> **Problem statement**:
Once you find a line containing the word "adapter" in the entries below, copy it.

Start of Block

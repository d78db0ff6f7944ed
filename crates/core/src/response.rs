use serde::{Deserialize, Serialize};

/// An egress target: either a bare platform name (reply where the event
/// came from) or an explicit override with its own entity (spec.md §6
/// `targets`: `[str | {"type": str, ...}]`).
#[derive(Debug, Clone, Serialize, Deserialize)]
#[serde(untagged)]
pub enum EgressTarget {
    Platform(String),
    Override {
        #[serde(rename = "type")]
        platform: String,
        #[serde(flatten)]
        overrides: serde_json::Map<String, serde_json::Value>,
    },
}

impl EgressTarget {
    #[must_use]
    pub fn platform_name(&self) -> &str {
        match self {
            Self::Platform(name) => name,
            Self::Override { platform, .. } => platform,
        }
    }
}

/// The response an adapter emits after executing a request (spec.md §3
/// `ExecuteResponse`). Immutable once emitted.
#[derive(Debug, Clone, Serialize, Deserialize)]
pub struct ExecuteResponse {
    pub success: bool,
    #[serde(default)]
    pub message: Option<String>,
    #[serde(default)]
    pub data: Option<serde_json::Value>,
    #[serde(default)]
    pub error: Option<String>,
    #[serde(default)]
    pub targets: Vec<EgressTarget>,
    /// Set by the adapter to opt a response out of caching even though the
    /// route declares a cache policy (spec.md §4.5's invalidation hook).
    #[serde(default)]
    pub do_not_cache: bool,
}

impl ExecuteResponse {
    #[must_use]
    pub fn success(message: impl Into<String>, targets: Vec<EgressTarget>) -> Self {
        Self {
            success: true,
            message: Some(message.into()),
            data: None,
            error: None,
            targets,
            do_not_cache: false,
        }
    }

    #[must_use]
    pub fn failure(error: impl Into<String>) -> Self {
        Self {
            success: false,
            message: None,
            data: None,
            error: Some(error.into()),
            targets: Vec::new(),
            do_not_cache: true,
        }
    }

    /// Whether this response is eligible for caching under `cache_failures`.
    #[must_use]
    pub fn is_cacheable(&self, cache_failures: bool) -> bool {
        if self.do_not_cache {
            return false;
        }
        self.success || cache_failures
    }
}

/// Status of dispatching a single target during egress fan-out (spec.md
/// §4.9, §8 S6).
#[derive(Debug, Clone, Copy, PartialEq, Eq, Serialize, Deserialize)]
#[serde(rename_all = "snake_case")]
pub enum EgressStatus {
    Ok,
    Failed,
}

#[derive(Debug, Clone, Serialize, Deserialize)]
pub struct EgressResult {
    pub platform: String,
    pub status: EgressStatus,
    #[serde(default)]
    pub error: Option<String>,
}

End of Block

> **Result below**:
/// The response an adapter emits after executing a request (spec.md §3
    /// Set by the adapter to opt a response out of caching even though the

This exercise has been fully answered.